Abstract
In this work, we explore the expressiveness of three graph-based representations of metabolic networks. We consider Abstract Metabolic Networks (AMNs), metabolic-Directed Acyclic Graphs (m-DAGs) and Reaction Graphs (RGs). These representations form a hierarchical view of the metabolism, AMNs being the most abstract, m-DAGs serving as the intermediate, and RGs being the most detailed. We evaluate their expressiveness for a case study comprising 331 Vertebrates and by using the Weisfeiler-Lehman graph kernel to perform the comparison. The results show that AMNs are not able to discern the various taxonomic groups at the Class level, while m-DAGs and RGs clearly distinguish Mammals, Fishes and Birds. When focusing on Mammals at the Order level, only m-DAGs are partially able to identify some of the taxonomic groups. Moreover, m-DAGs are able to distinguish Primates at the Infraorder level of taxonomy.
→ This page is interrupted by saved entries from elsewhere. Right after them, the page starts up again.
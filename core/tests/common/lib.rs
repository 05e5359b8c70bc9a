use std::path::Path;
use std::path::PathBuf;
use std::sync::Arc;
use std::sync::Mutex;
use std::time::Duration;

use nospace_core::Config;
use nospace_core::ExecutionBackend;
use nospace_core::OutputEvent;
use nospace_core::OutputStream;
use nospace_core::SessionSnapshot;
use nospace_protocol::ServerMessage;
use nospace_protocol::SessionId;
use tempfile::TempDir;
use tokio::sync::mpsc;
use tokio::time::Instant;

pub const WAIT_TIMEOUT: Duration = Duration::from_secs(10);

/// Skips the current test on platforms without a POSIX shell.
#[macro_export]
macro_rules! skip_if_no_posix_shell {
    () => {{
        if !cfg!(unix) {
            eprintln!("skipping: requires /bin/sh");
            return Ok(());
        }
    }};
}

/// Scratch space plus a stand-in interpreter. The stand-in ignores the
/// interpreter flags and runs the source file with `/bin/sh`, so test
/// programs are written as shell scripts.
pub struct Sandbox {
    dir: TempDir,
}

impl Sandbox {
    pub fn new() -> anyhow::Result<Self> {
        let dir = tempfile::tempdir()?;
        write_fake_interpreter(&dir.path().join("nospace20"))?;
        Ok(Self { dir })
    }

    pub fn interpreter(&self) -> PathBuf {
        self.dir.path().join("nospace20")
    }

    pub fn scratch_dir(&self) -> PathBuf {
        self.dir.path().join("scratch")
    }

    pub fn config(&self) -> Config {
        Config {
            interpreter_path: self.interpreter(),
            scratch_dir: self.scratch_dir(),
            kill_grace: Duration::from_millis(200),
            ..Config::default()
        }
    }

    /// Source files still present in the scratch directory.
    pub fn leftover_sources(&self) -> Vec<PathBuf> {
        match std::fs::read_dir(self.scratch_dir()) {
            Ok(entries) => entries
                .filter_map(Result::ok)
                .map(|entry| entry.path())
                .collect(),
            Err(_) => Vec::new(),
        }
    }
}

#[cfg(unix)]
fn write_fake_interpreter(path: &Path) -> anyhow::Result<()> {
    use std::os::unix::fs::PermissionsExt;

    std::fs::write(path, "#!/bin/sh\nfor last; do :; done\nexec /bin/sh \"$last\"\n")?;
    std::fs::set_permissions(path, std::fs::Permissions::from_mode(0o755))?;
    Ok(())
}

#[cfg(not(unix))]
fn write_fake_interpreter(_path: &Path) -> anyhow::Result<()> {
    Ok(())
}

#[derive(Debug, Clone, PartialEq, Eq)]
pub enum Recorded {
    Output(OutputEvent),
    Status(SessionSnapshot),
}

/// Records everything a backend emits, in emission order.
#[derive(Clone, Default)]
pub struct EventLog {
    events: Arc<Mutex<Vec<Recorded>>>,
}

impl EventLog {
    pub fn attach(backend: &dyn ExecutionBackend) -> Self {
        let log = Self::default();
        let output_log = log.clone();
        backend.on_output(Arc::new(move |event| output_log.push(Recorded::Output(event))));
        let status_log = log.clone();
        backend.on_status_change(Arc::new(move |snapshot| {
            status_log.push(Recorded::Status(snapshot))
        }));
        log
    }

    fn push(&self, event: Recorded) {
        self.events.lock().expect("event log poisoned").push(event);
    }

    pub fn events(&self) -> Vec<Recorded> {
        self.events.lock().expect("event log poisoned").clone()
    }

    pub fn statuses(&self, session_id: SessionId) -> Vec<SessionSnapshot> {
        self.events()
            .into_iter()
            .filter_map(|event| match event {
                Recorded::Status(snapshot) if snapshot.session_id == session_id => Some(snapshot),
                _ => None,
            })
            .collect()
    }

    pub fn terminal_statuses(&self, session_id: SessionId) -> Vec<SessionSnapshot> {
        self.statuses(session_id)
            .into_iter()
            .filter(|snapshot| snapshot.status.is_terminal())
            .collect()
    }

    /// Concatenated data of one stream for one session.
    pub fn text(&self, session_id: SessionId, stream: OutputStream) -> String {
        self.events()
            .into_iter()
            .filter_map(|event| match event {
                Recorded::Output(output)
                    if output.session_id == session_id && output.stream == stream =>
                {
                    Some(output.data)
                }
                _ => None,
            })
            .collect()
    }

    pub fn count_output(&self, session_id: SessionId, stream: OutputStream) -> usize {
        self.events()
            .iter()
            .filter(|event| {
                matches!(event, Recorded::Output(output)
                    if output.session_id == session_id && output.stream == stream)
            })
            .count()
    }

    /// Waits until `session_id` has reported its terminal status.
    pub async fn wait_for_terminal(&self, session_id: SessionId) -> anyhow::Result<SessionSnapshot> {
        let deadline = Instant::now() + WAIT_TIMEOUT;
        loop {
            if let Some(snapshot) = self.terminal_statuses(session_id).into_iter().next() {
                return Ok(snapshot);
            }
            if Instant::now() >= deadline {
                anyhow::bail!("session {session_id} did not terminate; events: {:?}", self.events());
            }
            tokio::time::sleep(Duration::from_millis(10)).await;
        }
    }

    /// Waits until `predicate` holds for the recorded events.
    pub async fn wait_until(&self, predicate: impl Fn(&[Recorded]) -> bool) -> anyhow::Result<()> {
        let deadline = Instant::now() + WAIT_TIMEOUT;
        loop {
            if predicate(&self.events()) {
                return Ok(());
            }
            if Instant::now() >= deadline {
                anyhow::bail!("condition not reached; events: {:?}", self.events());
            }
            tokio::time::sleep(Duration::from_millis(10)).await;
        }
    }
}

/// Receives frames until a terminal status for `session_id` arrives.
pub async fn collect_until_terminal(
    rx: &mut mpsc::UnboundedReceiver<ServerMessage>,
    session_id: SessionId,
) -> anyhow::Result<Vec<ServerMessage>> {
    let mut frames = Vec::new();
    loop {
        let frame = tokio::time::timeout(WAIT_TIMEOUT, rx.recv())
            .await
            .map_err(|_| anyhow::anyhow!("no terminal frame for {session_id}; got {frames:?}"))?
            .ok_or_else(|| anyhow::anyhow!("outbound channel closed"))?;
        let done = matches!(&frame, ServerMessage::ExecutionStatus(payload)
            if payload.session_id == session_id && payload.status.is_terminal());
        frames.push(frame);
        if done {
            return Ok(frames);
        }
    }
}

/// Frames received within `window`, without blocking past it.
pub async fn drain_for(
    rx: &mut mpsc::UnboundedReceiver<ServerMessage>,
    window: Duration,
) -> Vec<ServerMessage> {
    let mut frames = Vec::new();
    let deadline = Instant::now() + window;
    while let Ok(Some(frame)) = tokio::time::timeout_at(deadline, rx.recv()).await {
        frames.push(frame);
    }
    frames
}
use std::collections::HashMap;

use nospace_protocol::ErrorEntry;

use crate::CompileError;
use crate::Instruction;
use crate::Label;

/// An instruction together with where it started in the source.
#[derive(Debug, Clone, PartialEq, Eq)]
pub struct Spanned {
    pub instruction: Instruction,
    pub line: u32,
    pub column: u32,
}

/// Resolved form executed by the machine. Jump targets are instruction
/// indices, so every op is `Copy`.
#[derive(Debug, Clone, Copy, PartialEq, Eq)]
pub(crate) enum Op {
    Push(i64),
    Duplicate,
    Copy(i64),
    Swap,
    Discard,
    Slide(i64),
    Add,
    Subtract,
    Multiply,
    Divide,
    Modulo,
    Store,
    Retrieve,
    Mark,
    Call(usize),
    Jump(usize),
    JumpIfZero(usize),
    JumpIfNegative(usize),
    Return,
    End,
    OutputChar,
    OutputNumber,
    ReadChar,
    ReadNumber,
}

/// A linked program: every label is defined exactly once and every jump
/// target exists.
#[derive(Debug, Clone, PartialEq, Eq)]
pub struct Program {
    instructions: Vec<Instruction>,
    ops: Vec<Op>,
}

impl Program {
    pub fn link(spanned: Vec<Spanned>) -> Result<Program, CompileError> {
        let mut diagnostics = Vec::new();
        let mut targets: HashMap<&Label, usize> = HashMap::new();
        for (index, item) in spanned.iter().enumerate() {
            if let Instruction::Mark(label) = &item.instruction
                && targets.insert(label, index).is_some()
            {
                diagnostics.push(ErrorEntry::at(
                    format!("duplicate label `{label}`"),
                    item.line,
                    item.column,
                ));
            }
        }

        let mut ops = Vec::with_capacity(spanned.len());
        for item in &spanned {
            let resolve = |label: &Label, diagnostics: &mut Vec<ErrorEntry>| match targets
                .get(label)
            {
                Some(index) => *index,
                None => {
                    diagnostics.push(ErrorEntry::at(
                        format!("undefined label `{label}`"),
                        item.line,
                        item.column,
                    ));
                    0
                }
            };
            let op = match &item.instruction {
                Instruction::Push(value) => Op::Push(*value),
                Instruction::Duplicate => Op::Duplicate,
                Instruction::Copy(value) => Op::Copy(*value),
                Instruction::Swap => Op::Swap,
                Instruction::Discard => Op::Discard,
                Instruction::Slide(value) => Op::Slide(*value),
                Instruction::Add => Op::Add,
                Instruction::Subtract => Op::Subtract,
                Instruction::Multiply => Op::Multiply,
                Instruction::Divide => Op::Divide,
                Instruction::Modulo => Op::Modulo,
                Instruction::Store => Op::Store,
                Instruction::Retrieve => Op::Retrieve,
                Instruction::Mark(_) => Op::Mark,
                Instruction::Call(label) => Op::Call(resolve(label, &mut diagnostics)),
                Instruction::Jump(label) => Op::Jump(resolve(label, &mut diagnostics)),
                Instruction::JumpIfZero(label) => {
                    Op::JumpIfZero(resolve(label, &mut diagnostics))
                }
                Instruction::JumpIfNegative(label) => {
                    Op::JumpIfNegative(resolve(label, &mut diagnostics))
                }
                Instruction::Return => Op::Return,
                Instruction::End => Op::End,
                Instruction::OutputChar => Op::OutputChar,
                Instruction::OutputNumber => Op::OutputNumber,
                Instruction::ReadChar => Op::ReadChar,
                Instruction::ReadNumber => Op::ReadNumber,
            };
            ops.push(op);
        }

        if !diagnostics.is_empty() {
            return Err(CompileError::from(diagnostics));
        }
        let instructions = spanned.into_iter().map(|item| item.instruction).collect();
        Ok(Program { instructions, ops })
    }

    pub fn instructions(&self) -> &[Instruction] {
        &self.instructions
    }

    pub fn len(&self) -> usize {
        self.instructions.len()
    }

    pub fn is_empty(&self) -> bool {
        self.instructions.is_empty()
    }

    pub(crate) fn op(&self, pc: usize) -> Option<Op> {
        self.ops.get(pc).copied()
    }
}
Based on the obtained results, it emerges that m-DAGs are a good compromise between the amount of network information and the computational effort needed to obtain reliable patterns on the taxonomic clustering of the different organisms.
This work was partially supported by DAIS - Ca’ Foscari University of Venice within the IRIDE program and Grant PID2021-126114NB-C44 funded by MCIN/AEI/ 10.13039/501100011033 and by “ERDF A way of making Europe”.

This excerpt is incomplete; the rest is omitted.